## The task
Every line of the entries with the word "target" in it should be shown.

══ Material for this exercise ══

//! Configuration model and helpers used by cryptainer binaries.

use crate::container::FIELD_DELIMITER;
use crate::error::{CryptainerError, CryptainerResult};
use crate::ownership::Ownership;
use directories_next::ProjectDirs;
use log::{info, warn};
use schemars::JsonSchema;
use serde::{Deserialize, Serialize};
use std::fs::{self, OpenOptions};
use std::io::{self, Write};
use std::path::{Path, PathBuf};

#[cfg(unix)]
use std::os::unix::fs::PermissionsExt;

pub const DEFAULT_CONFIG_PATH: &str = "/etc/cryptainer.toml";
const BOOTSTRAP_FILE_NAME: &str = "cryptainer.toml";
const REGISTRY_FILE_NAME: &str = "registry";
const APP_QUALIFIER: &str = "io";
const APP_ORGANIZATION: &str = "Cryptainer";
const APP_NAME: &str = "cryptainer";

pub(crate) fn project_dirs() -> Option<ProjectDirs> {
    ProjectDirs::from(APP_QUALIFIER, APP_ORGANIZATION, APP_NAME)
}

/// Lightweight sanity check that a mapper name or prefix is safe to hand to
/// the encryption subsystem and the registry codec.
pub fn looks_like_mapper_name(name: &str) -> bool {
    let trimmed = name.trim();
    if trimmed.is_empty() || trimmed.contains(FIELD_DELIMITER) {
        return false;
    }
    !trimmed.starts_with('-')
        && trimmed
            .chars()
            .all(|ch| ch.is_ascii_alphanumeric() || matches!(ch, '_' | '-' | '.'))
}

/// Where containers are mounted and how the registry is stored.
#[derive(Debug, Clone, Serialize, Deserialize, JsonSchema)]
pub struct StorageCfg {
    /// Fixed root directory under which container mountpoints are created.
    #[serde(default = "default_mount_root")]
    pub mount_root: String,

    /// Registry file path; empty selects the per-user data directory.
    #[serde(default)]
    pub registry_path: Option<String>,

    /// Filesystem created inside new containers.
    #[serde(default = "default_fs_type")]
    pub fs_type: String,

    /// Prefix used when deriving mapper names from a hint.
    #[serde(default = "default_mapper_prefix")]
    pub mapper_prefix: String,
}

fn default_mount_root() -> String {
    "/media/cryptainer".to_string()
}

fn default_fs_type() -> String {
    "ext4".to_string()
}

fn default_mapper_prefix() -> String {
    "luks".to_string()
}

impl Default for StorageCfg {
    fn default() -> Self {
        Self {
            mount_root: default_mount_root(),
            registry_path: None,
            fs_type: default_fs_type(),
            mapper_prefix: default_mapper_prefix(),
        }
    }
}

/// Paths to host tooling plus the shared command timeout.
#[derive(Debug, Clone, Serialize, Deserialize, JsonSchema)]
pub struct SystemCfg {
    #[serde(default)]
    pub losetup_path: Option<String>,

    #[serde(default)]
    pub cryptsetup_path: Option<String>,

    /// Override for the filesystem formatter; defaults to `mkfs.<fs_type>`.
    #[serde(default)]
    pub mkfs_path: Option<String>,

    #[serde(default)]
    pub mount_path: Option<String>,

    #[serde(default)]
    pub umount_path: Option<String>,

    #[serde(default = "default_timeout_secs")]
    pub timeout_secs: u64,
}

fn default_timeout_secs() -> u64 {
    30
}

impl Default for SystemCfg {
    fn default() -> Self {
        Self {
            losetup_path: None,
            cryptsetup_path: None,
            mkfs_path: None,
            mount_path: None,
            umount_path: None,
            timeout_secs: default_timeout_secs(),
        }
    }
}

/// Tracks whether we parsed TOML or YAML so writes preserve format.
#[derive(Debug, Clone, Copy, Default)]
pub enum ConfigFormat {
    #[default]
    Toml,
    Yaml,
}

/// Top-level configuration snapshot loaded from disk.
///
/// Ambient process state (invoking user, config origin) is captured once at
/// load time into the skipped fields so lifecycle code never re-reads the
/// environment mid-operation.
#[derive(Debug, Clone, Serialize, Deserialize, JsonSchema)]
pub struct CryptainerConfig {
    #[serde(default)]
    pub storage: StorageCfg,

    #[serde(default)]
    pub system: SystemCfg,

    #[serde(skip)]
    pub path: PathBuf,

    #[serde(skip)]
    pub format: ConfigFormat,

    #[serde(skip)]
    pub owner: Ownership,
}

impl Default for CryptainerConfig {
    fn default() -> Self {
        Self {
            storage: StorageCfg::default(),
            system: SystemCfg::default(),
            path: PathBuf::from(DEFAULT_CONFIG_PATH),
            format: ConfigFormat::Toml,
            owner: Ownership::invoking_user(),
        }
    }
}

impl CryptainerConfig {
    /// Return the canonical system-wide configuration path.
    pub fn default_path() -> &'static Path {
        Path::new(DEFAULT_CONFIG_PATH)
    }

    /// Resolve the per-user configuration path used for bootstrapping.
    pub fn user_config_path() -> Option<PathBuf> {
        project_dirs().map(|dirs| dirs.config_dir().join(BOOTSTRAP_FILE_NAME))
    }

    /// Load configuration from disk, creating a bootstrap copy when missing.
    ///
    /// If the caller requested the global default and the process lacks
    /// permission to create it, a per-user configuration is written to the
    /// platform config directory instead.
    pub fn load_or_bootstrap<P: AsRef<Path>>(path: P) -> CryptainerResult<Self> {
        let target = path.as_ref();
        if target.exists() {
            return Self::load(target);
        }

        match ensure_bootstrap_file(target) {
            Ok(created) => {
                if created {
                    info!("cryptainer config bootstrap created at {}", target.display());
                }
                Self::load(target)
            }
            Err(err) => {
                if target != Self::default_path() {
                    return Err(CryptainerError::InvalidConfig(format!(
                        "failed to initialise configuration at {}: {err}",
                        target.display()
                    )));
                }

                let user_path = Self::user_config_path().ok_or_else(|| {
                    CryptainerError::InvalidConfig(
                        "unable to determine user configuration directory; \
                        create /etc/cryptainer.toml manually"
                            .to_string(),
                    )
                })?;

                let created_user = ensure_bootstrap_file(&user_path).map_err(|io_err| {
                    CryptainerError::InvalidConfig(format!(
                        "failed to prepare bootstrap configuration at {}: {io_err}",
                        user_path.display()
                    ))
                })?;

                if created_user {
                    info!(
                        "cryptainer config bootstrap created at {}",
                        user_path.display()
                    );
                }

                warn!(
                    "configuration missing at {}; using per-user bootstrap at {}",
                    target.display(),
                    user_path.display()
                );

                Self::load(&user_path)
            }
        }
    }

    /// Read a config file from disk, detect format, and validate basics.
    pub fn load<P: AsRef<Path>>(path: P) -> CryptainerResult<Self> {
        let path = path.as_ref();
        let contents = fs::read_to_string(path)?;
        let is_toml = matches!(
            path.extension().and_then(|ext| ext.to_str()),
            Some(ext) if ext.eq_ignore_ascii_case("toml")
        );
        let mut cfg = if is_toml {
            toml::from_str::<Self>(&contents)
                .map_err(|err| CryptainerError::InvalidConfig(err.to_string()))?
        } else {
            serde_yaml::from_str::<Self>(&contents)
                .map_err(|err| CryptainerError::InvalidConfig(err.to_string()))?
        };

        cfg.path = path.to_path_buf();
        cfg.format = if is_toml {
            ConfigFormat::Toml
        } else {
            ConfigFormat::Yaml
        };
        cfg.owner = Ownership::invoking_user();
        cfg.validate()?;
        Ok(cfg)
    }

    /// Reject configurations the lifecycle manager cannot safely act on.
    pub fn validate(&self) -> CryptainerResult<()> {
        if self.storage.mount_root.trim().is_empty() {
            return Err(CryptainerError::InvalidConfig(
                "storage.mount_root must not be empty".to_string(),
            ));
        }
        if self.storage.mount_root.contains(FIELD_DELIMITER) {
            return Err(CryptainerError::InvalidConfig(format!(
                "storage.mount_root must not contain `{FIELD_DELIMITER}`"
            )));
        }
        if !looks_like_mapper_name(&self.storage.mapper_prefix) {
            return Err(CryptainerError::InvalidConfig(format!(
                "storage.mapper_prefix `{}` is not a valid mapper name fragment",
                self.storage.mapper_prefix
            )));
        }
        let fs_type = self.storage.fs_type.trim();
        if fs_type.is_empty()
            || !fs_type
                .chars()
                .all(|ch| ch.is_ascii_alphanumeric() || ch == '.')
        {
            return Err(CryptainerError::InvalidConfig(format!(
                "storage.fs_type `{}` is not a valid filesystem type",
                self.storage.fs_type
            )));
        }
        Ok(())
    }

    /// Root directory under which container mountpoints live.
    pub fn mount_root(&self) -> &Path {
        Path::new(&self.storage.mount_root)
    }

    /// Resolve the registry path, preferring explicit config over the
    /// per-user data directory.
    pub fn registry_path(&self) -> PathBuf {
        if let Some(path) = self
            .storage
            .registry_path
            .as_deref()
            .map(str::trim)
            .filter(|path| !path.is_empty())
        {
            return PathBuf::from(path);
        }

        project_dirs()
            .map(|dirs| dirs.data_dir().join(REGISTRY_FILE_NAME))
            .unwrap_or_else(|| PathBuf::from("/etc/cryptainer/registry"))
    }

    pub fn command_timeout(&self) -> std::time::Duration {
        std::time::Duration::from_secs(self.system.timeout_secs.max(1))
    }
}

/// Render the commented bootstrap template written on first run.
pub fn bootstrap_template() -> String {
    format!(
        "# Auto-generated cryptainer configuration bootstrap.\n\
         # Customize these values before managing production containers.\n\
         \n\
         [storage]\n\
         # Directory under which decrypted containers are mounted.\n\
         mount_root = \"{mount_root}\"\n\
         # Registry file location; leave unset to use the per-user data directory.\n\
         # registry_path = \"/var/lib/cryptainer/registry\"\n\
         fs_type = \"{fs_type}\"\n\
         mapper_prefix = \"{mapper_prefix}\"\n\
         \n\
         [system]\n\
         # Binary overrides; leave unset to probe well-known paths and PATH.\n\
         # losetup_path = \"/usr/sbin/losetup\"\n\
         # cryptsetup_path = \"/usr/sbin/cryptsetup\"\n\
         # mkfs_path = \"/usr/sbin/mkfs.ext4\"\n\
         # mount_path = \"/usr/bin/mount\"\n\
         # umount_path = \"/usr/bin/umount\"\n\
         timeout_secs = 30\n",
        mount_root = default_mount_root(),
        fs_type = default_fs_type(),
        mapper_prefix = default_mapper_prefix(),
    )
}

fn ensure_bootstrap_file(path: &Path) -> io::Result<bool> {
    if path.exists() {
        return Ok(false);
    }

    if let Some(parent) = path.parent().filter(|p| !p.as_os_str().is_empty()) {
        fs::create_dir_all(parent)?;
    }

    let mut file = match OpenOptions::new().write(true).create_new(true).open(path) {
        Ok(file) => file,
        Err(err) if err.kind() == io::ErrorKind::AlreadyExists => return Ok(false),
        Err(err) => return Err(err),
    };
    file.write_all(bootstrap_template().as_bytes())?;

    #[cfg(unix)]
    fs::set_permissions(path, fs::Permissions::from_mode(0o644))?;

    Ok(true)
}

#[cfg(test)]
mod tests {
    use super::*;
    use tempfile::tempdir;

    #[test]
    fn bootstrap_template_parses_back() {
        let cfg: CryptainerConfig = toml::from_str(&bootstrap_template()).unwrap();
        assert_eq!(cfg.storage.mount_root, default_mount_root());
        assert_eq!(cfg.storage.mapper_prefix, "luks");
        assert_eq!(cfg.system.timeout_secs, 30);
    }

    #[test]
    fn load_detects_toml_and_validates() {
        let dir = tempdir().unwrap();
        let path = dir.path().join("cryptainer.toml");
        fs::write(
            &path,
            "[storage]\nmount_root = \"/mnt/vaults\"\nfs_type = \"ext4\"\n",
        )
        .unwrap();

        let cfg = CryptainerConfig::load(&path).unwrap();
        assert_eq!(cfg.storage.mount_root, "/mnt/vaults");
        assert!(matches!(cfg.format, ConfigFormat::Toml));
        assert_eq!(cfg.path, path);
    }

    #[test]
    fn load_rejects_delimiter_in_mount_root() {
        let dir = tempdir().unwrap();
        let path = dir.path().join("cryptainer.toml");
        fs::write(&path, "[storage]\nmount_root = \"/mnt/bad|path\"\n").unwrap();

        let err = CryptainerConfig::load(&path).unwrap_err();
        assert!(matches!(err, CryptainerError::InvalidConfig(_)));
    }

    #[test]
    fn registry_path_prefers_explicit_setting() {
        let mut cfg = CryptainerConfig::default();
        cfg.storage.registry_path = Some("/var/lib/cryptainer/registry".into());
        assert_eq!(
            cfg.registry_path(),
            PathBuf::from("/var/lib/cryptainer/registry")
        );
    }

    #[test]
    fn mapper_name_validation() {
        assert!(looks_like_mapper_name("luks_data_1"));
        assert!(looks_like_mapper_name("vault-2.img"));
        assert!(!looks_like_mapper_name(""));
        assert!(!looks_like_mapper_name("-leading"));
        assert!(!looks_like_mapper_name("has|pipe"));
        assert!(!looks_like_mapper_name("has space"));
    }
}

═══
══ Material for this exercise ══

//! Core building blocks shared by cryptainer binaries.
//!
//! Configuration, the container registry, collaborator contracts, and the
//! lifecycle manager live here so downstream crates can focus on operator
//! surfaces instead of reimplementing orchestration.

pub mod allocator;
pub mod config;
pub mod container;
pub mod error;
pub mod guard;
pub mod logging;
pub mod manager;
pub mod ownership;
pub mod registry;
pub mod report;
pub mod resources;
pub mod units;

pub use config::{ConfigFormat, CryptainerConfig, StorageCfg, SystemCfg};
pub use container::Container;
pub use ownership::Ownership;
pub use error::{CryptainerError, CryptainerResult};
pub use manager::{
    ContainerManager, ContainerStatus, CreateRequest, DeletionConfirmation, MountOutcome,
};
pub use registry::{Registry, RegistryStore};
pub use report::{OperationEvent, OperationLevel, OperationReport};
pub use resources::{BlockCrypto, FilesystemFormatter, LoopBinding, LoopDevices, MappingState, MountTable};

═══
══ Material for this exercise ══

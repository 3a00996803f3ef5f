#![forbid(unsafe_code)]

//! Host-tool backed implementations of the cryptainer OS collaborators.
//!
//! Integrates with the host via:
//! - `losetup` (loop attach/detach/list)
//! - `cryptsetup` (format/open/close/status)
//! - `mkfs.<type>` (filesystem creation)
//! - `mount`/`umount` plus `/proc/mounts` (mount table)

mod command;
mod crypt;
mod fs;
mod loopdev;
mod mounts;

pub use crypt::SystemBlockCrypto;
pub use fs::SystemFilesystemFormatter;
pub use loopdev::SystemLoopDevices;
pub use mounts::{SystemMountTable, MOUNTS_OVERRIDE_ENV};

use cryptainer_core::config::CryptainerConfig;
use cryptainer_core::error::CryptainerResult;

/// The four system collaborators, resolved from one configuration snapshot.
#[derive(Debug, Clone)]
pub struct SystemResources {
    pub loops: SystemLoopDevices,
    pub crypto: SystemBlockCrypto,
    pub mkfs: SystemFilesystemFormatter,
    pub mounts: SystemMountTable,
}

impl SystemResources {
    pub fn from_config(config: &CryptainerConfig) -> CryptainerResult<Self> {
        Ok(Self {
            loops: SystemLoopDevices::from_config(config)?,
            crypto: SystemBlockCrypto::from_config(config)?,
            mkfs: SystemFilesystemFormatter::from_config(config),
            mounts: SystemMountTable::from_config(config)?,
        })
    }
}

═══

## Finished exercise
        let target = path.as_ref();
        if target.exists() {
            return Self::load(target);
        match ensure_bootstrap_file(target) {
                    info!("cryptainer config bootstrap created at {}", target.display());
                Self::load(target)
                if target != Self::default_path() {
                        target.display()
                    target.display(),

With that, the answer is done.